__WHAT THIS TASK INVOLVES__:
Check every line of the data below for "Commands". Copy each one that has it.

INPUT below:

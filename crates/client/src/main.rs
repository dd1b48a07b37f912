//! syllabus-client CLI entry point.

use clap::Parser;
use syllabus_client::cli::coursework::CourseworkAction;
use syllabus_client::cli::courses::CoursesAction;
use syllabus_client::cli::enrollments::EnrollmentsAction;
use syllabus_client::cli::events::EventsAction;
use syllabus_client::cli::{Cli, Commands, OutputFormat};
use syllabus_client::client::courses::CreateCourseRequest;
use syllabus_client::client::coursework::CreateCourseworkRequest;
use syllabus_client::client::events::{ListEventsQuery, UpcomingQuery};
use syllabus_client::client::SyllabusClient;
use syllabus_client::output::{format_output, pretty};

#[tokio::main]
async fn main() -> Result<(), Box<dyn std::error::Error>> {
    let cli = Cli::parse();
    let client = SyllabusClient::new(&cli.base_url);

    match cli.command {
        Commands::Courses(courses_cmd) => match courses_cmd.action {
            CoursesAction::List => {
                let courses = client.list_courses().await?;
                match cli.format {
                    OutputFormat::Json => println!("{}", format_output(&courses, cli.format)),
                    OutputFormat::Pretty => println!("{}", pretty::format_courses(&courses)),
                }
            }
            CoursesAction::Create {
                name,
                code,
                id,
                instructor,
                term_start,
                term_end,
            } => {
                let course = client
                    .create_course(CreateCourseRequest {
                        id,
                        name,
                        course_code: code,
                        instructor,
                        term_start,
                        term_end,
                    })
                    .await?;
                match cli.format {
                    OutputFormat::Json => println!("{}", format_output(&course, cli.format)),
                    OutputFormat::Pretty => {
                        println!("Created:\n{}", pretty::format_course(&course))
                    }
                }
            }
            CoursesAction::Get { id } => {
                let course = client.get_course(&id).await?;
                match cli.format {
                    OutputFormat::Json => println!("{}", format_output(&course, cli.format)),
                    OutputFormat::Pretty => println!("{}", pretty::format_course(&course)),
                }
            }
            CoursesAction::Delete { id } => {
                client.delete_course(&id).await?;
                if !cli.quiet {
                    println!("Deleted course {}", id);
                }
            }
        },
        Commands::Coursework(coursework_cmd) => match coursework_cmd.action {
            CourseworkAction::List { course_id } => {
                let items = client.list_coursework(&course_id).await?;
                match cli.format {
                    OutputFormat::Json => println!("{}", format_output(&items, cli.format)),
                    OutputFormat::Pretty => println!("{}", pretty::format_coursework_list(&items)),
                }
            }
            CourseworkAction::Create {
                course_id,
                kind,
                title,
                date,
                time,
                end_time,
                location,
                points,
                priority,
                time_limit,
                id,
            } => {
                let item = client
                    .create_coursework(
                        &course_id,
                        CreateCourseworkRequest {
                            kind: kind.into(),
                            id,
                            title,
                            date: date.to_string(),
                            time,
                            end_time,
                            location,
                            points_possible: points,
                            priority: priority.map(Into::into),
                            time_limit_minutes: time_limit,
                        },
                    )
                    .await?;
                match cli.format {
                    OutputFormat::Json => println!("{}", format_output(&item, cli.format)),
                    OutputFormat::Pretty => {
                        println!("Created:\n{}", pretty::format_coursework(&item))
                    }
                }
            }
            CourseworkAction::Get { id } => {
                let item = client.get_coursework(&id).await?;
                match cli.format {
                    OutputFormat::Json => println!("{}", format_output(&item, cli.format)),
                    OutputFormat::Pretty => println!("{}", pretty::format_coursework(&item)),
                }
            }
            CourseworkAction::Delete { id } => {
                client.delete_coursework(&id).await?;
                if !cli.quiet {
                    println!("Deleted coursework {}", id);
                }
            }
        },
        Commands::Events(events_cmd) => match events_cmd.action {
            EventsAction::List {
                start,
                end,
                courses,
                viewer,
            } => {
                let events = match viewer {
                    Some(viewer) => client.list_viewer_events(&viewer, start, end).await?,
                    None => {
                        client
                            .list_events(&ListEventsQuery::new(start, end, &courses))
                            .await?
                    }
                };
                match cli.format {
                    OutputFormat::Json => println!("{}", format_output(&events, cli.format)),
                    OutputFormat::Pretty => println!("{}", pretty::format_events(&events)),
                }
            }
            EventsAction::Days {
                start,
                end,
                courses,
            } => {
                let days = client
                    .list_event_days(&ListEventsQuery::new(start, end, &courses))
                    .await?;
                match cli.format {
                    OutputFormat::Json => println!("{}", format_output(&days, cli.format)),
                    OutputFormat::Pretty => println!("{}", pretty::format_day_agendas(&days)),
                }
            }
            EventsAction::Upcoming {
                days,
                limit,
                courses,
            } => {
                let events = client
                    .upcoming_events(&UpcomingQuery::new(days, limit, &courses))
                    .await?;
                match cli.format {
                    OutputFormat::Json => println!("{}", format_output(&events, cli.format)),
                    OutputFormat::Pretty => println!("{}", pretty::format_events(&events)),
                }
            }
        },
        Commands::Enrollments(enrollments_cmd) => {
            let enrollments = match enrollments_cmd.action {
                EnrollmentsAction::Get { viewer } => client.get_enrollments(&viewer).await?,
                EnrollmentsAction::Set { viewer, courses } => {
                    client.set_enrollments(&viewer, &courses).await?
                }
                EnrollmentsAction::Add { viewer, course_id } => {
                    client.enroll(&viewer, &course_id).await?
                }
                EnrollmentsAction::Remove { viewer, course_id } => {
                    client.unenroll(&viewer, &course_id).await?
                }
            };
            match cli.format {
                OutputFormat::Json => println!("{}", format_output(&enrollments, cli.format)),
                OutputFormat::Pretty => println!("{}", pretty::format_enrollments(&enrollments)),
            }
        }
        Commands::Health => {
            let health = client.health().await?;
            match cli.format {
                OutputFormat::Json => println!("{}", format_output(&health, cli.format)),
                OutputFormat::Pretty => println!(
                    "Health:\n  Status: {}\n  Courses: {}",
                    health.status, health.courses
                ),
            }
        }
    }

    Ok(())
}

End of INPUT.

__RESULT OF THE TASK__:
use syllabus_client::cli::{Cli, Commands, OutputFormat};
        Commands::Courses(courses_cmd) => match courses_cmd.action {
        Commands::Coursework(coursework_cmd) => match coursework_cmd.action {
        Commands::Events(events_cmd) => match events_cmd.action {
        Commands::Enrollments(enrollments_cmd) => {
        Commands::Health => {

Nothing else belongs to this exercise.